▸ Exercise aim
Extract, from the records beneath this instruction, each line that contains the word "await".

▸ Data in this exercise
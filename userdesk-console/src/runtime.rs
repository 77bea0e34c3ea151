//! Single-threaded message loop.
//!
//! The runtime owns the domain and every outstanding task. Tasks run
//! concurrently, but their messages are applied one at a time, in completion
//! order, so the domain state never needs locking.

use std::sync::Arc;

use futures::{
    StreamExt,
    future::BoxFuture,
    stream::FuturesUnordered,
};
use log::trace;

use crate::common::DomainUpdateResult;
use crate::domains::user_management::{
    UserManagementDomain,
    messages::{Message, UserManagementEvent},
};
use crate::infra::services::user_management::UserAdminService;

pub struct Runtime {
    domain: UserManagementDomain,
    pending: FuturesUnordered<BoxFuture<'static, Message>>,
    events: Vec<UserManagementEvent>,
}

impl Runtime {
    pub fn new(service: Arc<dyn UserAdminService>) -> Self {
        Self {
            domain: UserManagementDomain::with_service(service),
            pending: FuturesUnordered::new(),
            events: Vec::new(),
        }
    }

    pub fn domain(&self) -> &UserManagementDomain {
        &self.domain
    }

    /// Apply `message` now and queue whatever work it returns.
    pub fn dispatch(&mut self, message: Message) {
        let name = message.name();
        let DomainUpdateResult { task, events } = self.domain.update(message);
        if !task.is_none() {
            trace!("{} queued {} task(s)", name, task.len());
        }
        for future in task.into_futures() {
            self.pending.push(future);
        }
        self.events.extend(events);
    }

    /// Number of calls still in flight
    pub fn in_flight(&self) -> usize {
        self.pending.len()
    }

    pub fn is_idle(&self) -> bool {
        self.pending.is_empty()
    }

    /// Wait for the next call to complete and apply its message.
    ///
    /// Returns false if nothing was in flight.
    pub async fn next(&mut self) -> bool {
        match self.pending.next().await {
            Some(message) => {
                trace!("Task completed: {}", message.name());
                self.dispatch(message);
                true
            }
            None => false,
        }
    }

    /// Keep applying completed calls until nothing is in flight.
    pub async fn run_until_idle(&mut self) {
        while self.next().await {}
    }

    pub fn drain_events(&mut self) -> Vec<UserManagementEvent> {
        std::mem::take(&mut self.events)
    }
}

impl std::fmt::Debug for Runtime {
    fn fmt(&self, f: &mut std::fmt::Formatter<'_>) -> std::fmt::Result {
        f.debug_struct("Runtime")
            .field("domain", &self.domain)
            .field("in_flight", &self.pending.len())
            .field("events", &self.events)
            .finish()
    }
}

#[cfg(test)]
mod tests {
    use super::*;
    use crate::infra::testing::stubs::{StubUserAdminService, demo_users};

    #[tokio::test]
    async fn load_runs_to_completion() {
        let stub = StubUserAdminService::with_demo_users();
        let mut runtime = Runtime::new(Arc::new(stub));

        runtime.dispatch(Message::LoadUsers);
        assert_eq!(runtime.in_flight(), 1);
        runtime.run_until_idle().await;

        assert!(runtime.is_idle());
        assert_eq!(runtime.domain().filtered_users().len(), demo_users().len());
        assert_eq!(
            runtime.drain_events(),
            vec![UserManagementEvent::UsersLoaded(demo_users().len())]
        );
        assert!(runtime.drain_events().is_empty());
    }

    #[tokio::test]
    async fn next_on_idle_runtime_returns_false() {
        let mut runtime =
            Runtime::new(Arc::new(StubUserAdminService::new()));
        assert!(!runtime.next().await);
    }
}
--
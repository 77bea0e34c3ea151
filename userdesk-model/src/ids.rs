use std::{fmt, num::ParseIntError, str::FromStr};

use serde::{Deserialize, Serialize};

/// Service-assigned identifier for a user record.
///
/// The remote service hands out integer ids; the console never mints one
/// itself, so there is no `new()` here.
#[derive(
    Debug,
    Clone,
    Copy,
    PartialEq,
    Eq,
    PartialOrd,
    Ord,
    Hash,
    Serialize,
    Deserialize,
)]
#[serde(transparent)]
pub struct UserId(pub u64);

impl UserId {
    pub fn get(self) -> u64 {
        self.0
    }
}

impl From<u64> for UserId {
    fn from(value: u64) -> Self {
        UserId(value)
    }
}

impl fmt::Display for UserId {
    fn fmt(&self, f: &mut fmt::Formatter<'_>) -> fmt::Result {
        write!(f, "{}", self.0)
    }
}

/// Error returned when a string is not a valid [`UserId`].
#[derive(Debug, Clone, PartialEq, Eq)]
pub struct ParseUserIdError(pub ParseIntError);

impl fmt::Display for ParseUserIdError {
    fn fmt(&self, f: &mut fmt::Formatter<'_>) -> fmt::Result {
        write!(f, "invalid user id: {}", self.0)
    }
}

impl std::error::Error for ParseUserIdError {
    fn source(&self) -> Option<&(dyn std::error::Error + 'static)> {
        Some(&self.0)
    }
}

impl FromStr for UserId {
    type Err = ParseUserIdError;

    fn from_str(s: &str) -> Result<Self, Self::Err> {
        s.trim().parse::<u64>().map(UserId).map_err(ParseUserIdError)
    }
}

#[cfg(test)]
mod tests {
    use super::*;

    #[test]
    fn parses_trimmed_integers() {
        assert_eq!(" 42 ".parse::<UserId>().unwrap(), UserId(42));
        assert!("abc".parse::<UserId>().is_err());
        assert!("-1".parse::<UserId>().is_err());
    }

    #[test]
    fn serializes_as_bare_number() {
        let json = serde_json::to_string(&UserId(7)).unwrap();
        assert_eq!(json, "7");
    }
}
--
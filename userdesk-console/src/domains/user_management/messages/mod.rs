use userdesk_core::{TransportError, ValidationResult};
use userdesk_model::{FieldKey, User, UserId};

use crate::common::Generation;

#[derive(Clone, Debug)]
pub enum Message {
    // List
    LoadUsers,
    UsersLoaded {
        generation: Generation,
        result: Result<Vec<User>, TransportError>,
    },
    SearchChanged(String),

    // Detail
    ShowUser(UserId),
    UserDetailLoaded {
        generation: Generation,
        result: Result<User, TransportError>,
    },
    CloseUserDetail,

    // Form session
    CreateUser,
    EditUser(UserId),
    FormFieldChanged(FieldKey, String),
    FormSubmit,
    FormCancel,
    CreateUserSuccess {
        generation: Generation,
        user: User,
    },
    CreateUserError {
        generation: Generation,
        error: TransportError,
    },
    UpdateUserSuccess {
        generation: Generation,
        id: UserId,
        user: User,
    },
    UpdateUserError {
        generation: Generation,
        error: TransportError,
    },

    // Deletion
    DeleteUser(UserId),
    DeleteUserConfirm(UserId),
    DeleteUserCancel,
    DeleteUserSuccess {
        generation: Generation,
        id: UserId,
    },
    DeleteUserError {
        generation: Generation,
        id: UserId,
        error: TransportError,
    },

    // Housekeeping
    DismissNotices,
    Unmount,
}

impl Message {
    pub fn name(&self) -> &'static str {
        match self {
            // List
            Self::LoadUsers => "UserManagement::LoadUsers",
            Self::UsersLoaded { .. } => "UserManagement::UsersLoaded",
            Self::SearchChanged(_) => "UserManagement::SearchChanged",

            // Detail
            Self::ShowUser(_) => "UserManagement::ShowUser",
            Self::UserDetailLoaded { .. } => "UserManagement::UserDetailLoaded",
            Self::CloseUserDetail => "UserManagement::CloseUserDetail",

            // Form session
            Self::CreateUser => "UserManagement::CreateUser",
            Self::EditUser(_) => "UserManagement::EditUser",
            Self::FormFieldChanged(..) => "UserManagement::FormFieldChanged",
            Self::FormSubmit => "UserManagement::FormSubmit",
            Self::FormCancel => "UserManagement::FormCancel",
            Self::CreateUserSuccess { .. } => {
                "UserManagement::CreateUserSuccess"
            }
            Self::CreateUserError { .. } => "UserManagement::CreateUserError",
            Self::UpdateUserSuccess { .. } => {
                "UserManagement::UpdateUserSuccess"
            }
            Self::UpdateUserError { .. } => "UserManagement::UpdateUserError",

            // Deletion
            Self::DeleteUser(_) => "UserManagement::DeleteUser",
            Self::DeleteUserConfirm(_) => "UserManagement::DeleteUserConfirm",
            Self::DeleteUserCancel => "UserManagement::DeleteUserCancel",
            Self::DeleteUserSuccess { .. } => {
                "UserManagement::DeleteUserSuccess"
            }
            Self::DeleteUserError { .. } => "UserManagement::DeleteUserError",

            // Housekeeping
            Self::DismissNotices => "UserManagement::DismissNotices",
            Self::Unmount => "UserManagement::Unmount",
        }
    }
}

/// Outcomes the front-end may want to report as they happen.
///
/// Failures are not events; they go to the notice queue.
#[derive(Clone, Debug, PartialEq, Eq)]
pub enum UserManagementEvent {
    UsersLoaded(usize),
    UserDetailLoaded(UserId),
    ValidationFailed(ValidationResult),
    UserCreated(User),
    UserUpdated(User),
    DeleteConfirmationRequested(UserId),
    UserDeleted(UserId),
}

▸ Answer for this exercise
        match self.pending.next().await {
        while self.next().await {}
        runtime.run_until_idle().await;
        assert!(!runtime.next().await);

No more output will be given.